100 Candles for Claude Levi-Strauss

Happy Birthday (a few days early) to Claude Lévi-Strauss, born one hundred years ago this Friday, November 28, in Brussels.

In France, the centennial celebration has been the occasion for a year-long fête, with essays and articles devoted to his life, work, and intellectual legacy. The highpoint took place in May, when Gallimard made Lévi-Strauss the newest addition to the 198 authors whose collected works appear in its Bibliothèque de la Pléiade series — the publishing equivalent, begun in 1931, of election to the Academie Française. The Bible-paper volumes of the Pléiade, in their concise and perfect Gallic elegance, are a perfect lure to book fetishists, and the Lévi-Strauss edition is no exception. At a budget-busting price of 71 Euros, it has nonetheless sold more than 20,000 copies in six months.

It’s rare for a living figure to appear in the Pléiade — in fact, with Julien Gracq’s death last year, Lévi-Strauss is the sole writer collected in the venerable series who is still breathing. But it is almost unheard of for a writer to collaborate in the manner that the anthropologist did (one of the benefits of hitting the century mark is that reflective opportunities appear that are rarely enjoyed by the merely mortal great thinkers).
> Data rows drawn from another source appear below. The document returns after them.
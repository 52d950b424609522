//! Function declarations.

use super::{annotations_of, is_token, Annotation, Parameter};
use crate::syntax::{kinds, Node};

/// Declared visibility of a declaration.
#[derive(Debug, Clone, Copy, PartialEq, Eq, PartialOrd, Ord, Hash)]
pub enum Visibility {
    /// `private`
    Private,
    /// `protected`
    Protected,
    /// `internal`
    Internal,
    /// `public`, or no visibility modifier at all.
    Public,
}

impl Visibility {
    /// Reads the visibility keyword from a declaration's `modifiers` node.
    #[must_use]
    pub fn of(declaration: Node<'_>) -> Self {
        let keyword = declaration
            .first_child_of_kind(kinds::MODIFIERS)
            .and_then(|modifiers| modifiers.first_child_of_kind(kinds::VISIBILITY_MODIFIER))
            .map(|modifier| modifier.original_text());

        match keyword {
            Some("private") => Self::Private,
            Some("protected") => Self::Protected,
            Some("internal") => Self::Internal,
            _ => Self::Public,
        }
    }

    /// Source keyword for this visibility.
    #[must_use]
    pub fn keyword(self) -> &'static str {
        match self {
            Self::Private => "private",
            Self::Protected => "protected",
            Self::Internal => "internal",
            Self::Public => "public",
        }
    }
}

/// A `function_declaration` node.
#[derive(Debug, Clone, Copy, PartialEq, Eq, Hash)]
pub struct Function<'t> {
    node: Node<'t>,
}

impl<'t> Function<'t> {
    /// Wraps a node if it is a function declaration.
    #[must_use]
    pub fn from_node(node: Node<'t>) -> Option<Self> {
        (node.kind() == kinds::FUNCTION_DECLARATION).then_some(Self { node })
    }

    /// The underlying declaration node.
    #[must_use]
    pub fn node(&self) -> Node<'t> {
        self.node
    }

    /// The identifier naming the function.
    #[must_use]
    pub fn name_node(&self) -> Option<Node<'t>> {
        self.node.first_child_of_kind(kinds::IDENTIFIER)
    }

    /// The function's name.
    #[must_use]
    pub fn name(&self) -> Option<&'t str> {
        self.name_node().map(|node| node.original_text())
    }

    /// Annotations attached to the declaration.
    #[must_use]
    pub fn annotations(&self) -> Vec<Annotation<'t>> {
        annotations_of(self.node)
    }

    /// Whether an annotation with this short name is present.
    #[must_use]
    pub fn has_annotation(&self, name: &str) -> bool {
        self.annotations().iter().any(|a| a.name() == Some(name))
    }

    /// Whether the function is tagged `@Composable`.
    #[must_use]
    pub fn is_composable(&self) -> bool {
        self.has_annotation("Composable")
    }

    /// Whether the function is a preview (`@Preview`, `@PreviewLightDark`, ...).
    #[must_use]
    pub fn is_preview(&self) -> bool {
        self.annotations()
            .iter()
            .filter_map(Annotation::name)
            .any(|name| name.ends_with("Preview") || name.ends_with("Previews"))
    }

    /// The `function_value_parameters` node.
    #[must_use]
    pub fn parameter_list(&self) -> Option<Node<'t>> {
        self.node.first_child_of_kind(kinds::FUNCTION_VALUE_PARAMETERS)
    }

    /// Value parameters in declaration order.
    #[must_use]
    pub fn parameters(&self) -> Vec<Parameter<'t>> {
        self.parameter_list()
            .map(Parameter::all_in)
            .unwrap_or_default()
    }

    /// The `function_body` node, absent for abstract and expect declarations.
    #[must_use]
    pub fn body(&self) -> Option<Node<'t>> {
        self.node.first_child_of_kind(kinds::FUNCTION_BODY)
    }

    /// The body block for `fun f() { ... }`.
    #[must_use]
    pub fn block_body(&self) -> Option<Node<'t>> {
        self.body()?.first_child_of_kind(kinds::BLOCK)
    }

    /// The expression for `fun f() = ...`.
    #[must_use]
    pub fn expression_body(&self) -> Option<Node<'t>> {
        let body = self.body()?;
        if body.first_child_of_kind(kinds::BLOCK).is_some() {
            return None;
        }
        body.first_named_child()
    }

    /// Top-level statements of the body block (comments excluded).
    #[must_use]
    pub fn statements(&self) -> Vec<Node<'t>> {
        self.block_body()
            .map(|block| block.named_children().collect())
            .unwrap_or_default()
    }

    /// The declared return type, if any.
    #[must_use]
    pub fn return_type(&self) -> Option<Node<'t>> {
        let params = self.parameter_list()?;
        let mut current = params.next_sibling();
        while let Some(node) = current {
            if node.kind() == kinds::FUNCTION_BODY {
                return None;
            }
            if is_token(node, ":") {
                return node.next_named_sibling();
            }
            current = node.next_sibling();
        }
        None
    }

    /// Whether the function declares a non-`Unit` return type.
    #[must_use]
    pub fn returns_value(&self) -> bool {
        self.return_type()
            .is_some_and(|ty| ty.original_text().trim() != "Unit")
    }

    /// Receiver type of an extension function (`fun Modifier.foo()`).
    #[must_use]
    pub fn receiver_type(&self) -> Option<Node<'t>> {
        let name = self.name_node()?;
        self.node
            .named_children()
            .take_while(|child| *child != name)
            .find(|child| {
                matches!(
                    child.kind(),
                    kinds::USER_TYPE
                        | kinds::NULLABLE_TYPE
                        | kinds::PARENTHESIZED_TYPE
                        | kinds::FUNCTION_TYPE
                )
            })
    }

    /// Whether the function is an extension function.
    #[must_use]
    pub fn has_receiver(&self) -> bool {
        self.receiver_type().is_some()
    }

    /// Declared visibility.
    #[must_use]
    pub fn visibility(&self) -> Visibility {
        Visibility::of(self.node)
    }

    /// Whether a modifier keyword (`override`, `actual`, `operator`, ...) is present.
    #[must_use]
    pub fn has_modifier_keyword(&self, keyword: &str) -> bool {
        self.node
            .first_child_of_kind(kinds::MODIFIERS)
            .is_some_and(|modifiers| {
                modifiers
                    .named_children()
                    .filter(|m| m.kind() != kinds::ANNOTATION)
                    .any(|m| m.original_text() == keyword)
            })
    }

    /// `override fun`
    #[must_use]
    pub fn is_override(&self) -> bool {
        self.has_modifier_keyword("override")
    }

    /// `actual fun`
    #[must_use]
    pub fn is_actual(&self) -> bool {
        self.has_modifier_keyword("actual")
    }

    /// `expect fun`
    #[must_use]
    pub fn is_expect(&self) -> bool {
        self.has_modifier_keyword("expect")
    }

    /// `abstract fun`
    #[must_use]
    pub fn is_abstract(&self) -> bool {
        self.has_modifier_keyword("abstract")
    }

    /// `operator fun`
    #[must_use]
    pub fn is_operator(&self) -> bool {
        self.has_modifier_keyword("operator")
    }

    /// The class, interface or object declaring this function as a member.
    #[must_use]
    pub fn containing_class(&self) -> Option<Node<'t>> {
        let body = self.node.parent()?;
        if body.kind() != kinds::CLASS_BODY {
            return None;
        }
        body.parent()
    }

    /// Whether the function is declared inside an interface.
    #[must_use]
    pub fn is_in_interface(&self) -> bool {
        self.containing_class()
            .is_some_and(|class| class.children().any(|c| is_token(c, "interface")))
    }

    /// Overrides, interface members and `actual` declarations whose
    /// signature is dictated elsewhere.
    #[must_use]
    pub fn has_inherited_signature(&self) -> bool {
        self.is_override() || self.is_actual() || self.is_in_interface()
    }
}

#[cfg(test)]
mod tests {
    use super::*;
    use crate::syntax::SyntaxTree;

    fn with_function<R>(src: &str, f: impl FnOnce(Function<'_>) -> R) -> R {
        let tree = SyntaxTree::parse(src).expect("parse");
        let node = tree
            .root()
            .find_descendant(kinds::FUNCTION_DECLARATION)
            .expect("function");
        f(Function::from_node(node).expect("function view"))
    }

    #[test]
    fn reads_name_annotations_and_visibility() {
        with_function(
            "@Preview\n@Composable\ninternal fun Card(modifier: Modifier = Modifier) {}\n",
            |f| {
                assert_eq!(f.name(), Some("Card"));
                assert!(f.is_composable());
                assert!(f.is_preview());
                assert_eq!(f.visibility(), Visibility::Internal);
                assert!(!f.has_receiver());
                assert!(!f.returns_value());
            },
        );
    }

    #[test]
    fn reads_receiver_and_return_type() {
        with_function("private fun Modifier.fancy(): Modifier = this\n", |f| {
            assert_eq!(f.name(), Some("fancy"));
            assert_eq!(f.receiver_type().map(|t| t.original_text()), Some("Modifier"));
            assert_eq!(f.return_type().map(|t| t.original_text()), Some("Modifier"));
            assert!(f.returns_value());
            assert!(f.expression_body().is_some());
            assert!(f.block_body().is_none());
            assert_eq!(f.visibility(), Visibility::Private);
        });
    }

    #[test]
    fn unit_return_type_is_not_a_value() {
        with_function("fun a(): Unit {}\n", |f| {
            assert!(f.return_type().is_some());
            assert!(!f.returns_value());
        });
    }

    #[test]
    fn detects_modifier_keywords() {
        with_function(
            "class A : B() { override fun render() {} }\n",
            |f| {
                assert!(f.is_override());
                assert!(f.has_inherited_signature());
                assert!(!f.is_actual());
            },
        );
        with_function("actual fun Platform() {}\n", |f| assert!(f.is_actual()));
    }

    #[test]
    fn detects_interface_members() {
        with_function(
            "interface Screen { @Composable fun Content(modifier: Modifier) }\n",
            |f| {
                assert!(f.is_in_interface());
                assert!(f.body().is_none());
                assert_eq!(f.parameters().len(), 1);
            },
        );
    }

    #[test]
    fn statements_skip_comments() {
        with_function("fun a() {\n  // hi\n  b()\n  c()\n}\n", |f| {
            assert_eq!(f.statements().len(), 2);
        });
    }
}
Where most writers’ Pléiade editions would depend on the posthumous decisions of editors — a monumental series of judgments as to what exactly of the writer’s work should be reprinted in a volume that plays no small role in the record left to posterity — Lévi-Strauss was able to take an active position in how his own mark would appear.
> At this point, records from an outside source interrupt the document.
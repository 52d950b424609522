//! Rule forbidding composables that both emit content and return a value.
//!
//! # Rationale
//!
//! A composable that emits UI and also hands a value back to its caller
//! mixes two responsibilities. Control surfaces for the caller belong in
//! parameters (state holders, callbacks).
//!
//! Emission is counted across the file: a composable that only calls other
//! same-file composables which emit is considered to emit too.
//!
//! # Configuration
//!
//! - `contentEmitters`: extra composables known to emit content
//! - `contentEmittersDenylist`: composables never considered emitters
//!
//! # Suppression
//!
//! - `@Suppress("ContentEmitterReturningValues")` on the function or file
//! - `// compose-lint: allow(content-emitter-returning-values)` comment

use compose_lint_core::emission::{ContentEmitters, EmissionCounter};
use compose_lint_core::syntax::Node;
use compose_lint_core::{ConfigResolver, Emitter, Rule};

/// Rule code for content-emitter-returning-values.
pub const CODE: &str = "CL004";

/// Rule name for content-emitter-returning-values.
pub const NAME: &str = "content-emitter-returning-values";

const MESSAGE: &str = "Composable functions should either emit content into the composition or return a value, \
but not both. If a composable should offer additional control surfaces to its caller, those control surfaces or \
callbacks should be provided as parameters to the composable function by the caller.";

/// Flags value-returning composables that emit UI.
#[derive(Debug, Clone, Copy, Default)]
pub struct ContentEmitterReturningValues;

impl ContentEmitterReturningValues {
    /// Creates the rule.
    #[must_use]
    pub fn new() -> Self {
        Self
    }
}

impl Rule for ContentEmitterReturningValues {
    fn name(&self) -> &'static str {
        NAME
    }

    fn code(&self) -> &'static str {
        CODE
    }

    fn description(&self) -> &'static str {
        "Composables either emit content or return a value"
    }

    fn visit_file(&self, file: Node<'_>, emitter: &mut dyn Emitter, config: &ConfigResolver<'_>) {
        let emitters = ContentEmitters::from_config(config);
        let counter = EmissionCounter::new(EmissionCounter::components_in(file), &emitters);
        let counts = counter.resolve();

        for function in counter.components() {
            if function.returns_value() && counts.get(function) > 0 {
                emitter.report(function.node(), MESSAGE, false);
            }
        }
    }
}

#[cfg(test)]
mod tests {
    use super::*;
    use crate::testing::{check_code, lines};

    #[test]
    fn test_detects_direct_and_indirect_emission() {
        let violations = check_code(
            ContentEmitterReturningValues::new(),
            r#"
@Composable
fun Header() {
    Text("header")
}

@Composable
fun direct(): Boolean {
    Text("hello")
    return true
}

@Composable
fun indirect(): Int {
    Header()
    return 1
}

@Composable
fun rememberCount(): Int {
    val count = remember { mutableIntStateOf(0) }
    return count.intValue
}
"#,
        );
        assert_eq!(lines(&violations), vec![7, 13]);
    }

    #[test]
    fn test_unit_composables_are_fine() {
        let violations = check_code(
            ContentEmitterReturningValues::new(),
            r#"
@Composable
fun Greeting() {
    Text("hello")
}
"#,
        );
        assert!(violations.is_empty());
    }
}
When Hugues Pradier of Gallimard approached Lévi-Strauss in 2004 with the Pléiade proposal, the anthropologist constructed what he called an “ideal outline” comprising four “blocks”: Tristes tropiques; Totemism and The Savage Mind; the self-described “small” Mythologiques (The Voice of the Masks, The Jealous Potter, and Histoire de Lynx); and his final book, Regarder écouter lire. The years represented, from 1955 and the publishing of Tristes tropiques to 1993, when Regarder écouter lire, Lévi-Strauss’s examination of aesthetics and the anthropology of art, is a nice chunk of his career, which began with fieldwork in Brazil in the late 1930s and flourished with Lévi-Strauss’s arrival in 1940 in New York, where he would work on his dissertation, The Elementary Structures of Kinship.

What the volume doesn’t do, perhaps surprisingly, is reprint some of the more famous tomes of that career — absent is that originary moment represented by the discipline-warping dissertation; the polemical essays that comprised Structural Anthropology; the UNESCO-sponsored Race and History; and the symphonic four-volume series of works on mythology published between 1964 and 1971, The Raw and the Cooked, From Honey to Ashes, The Origin of Table Manners, and The Naked Man.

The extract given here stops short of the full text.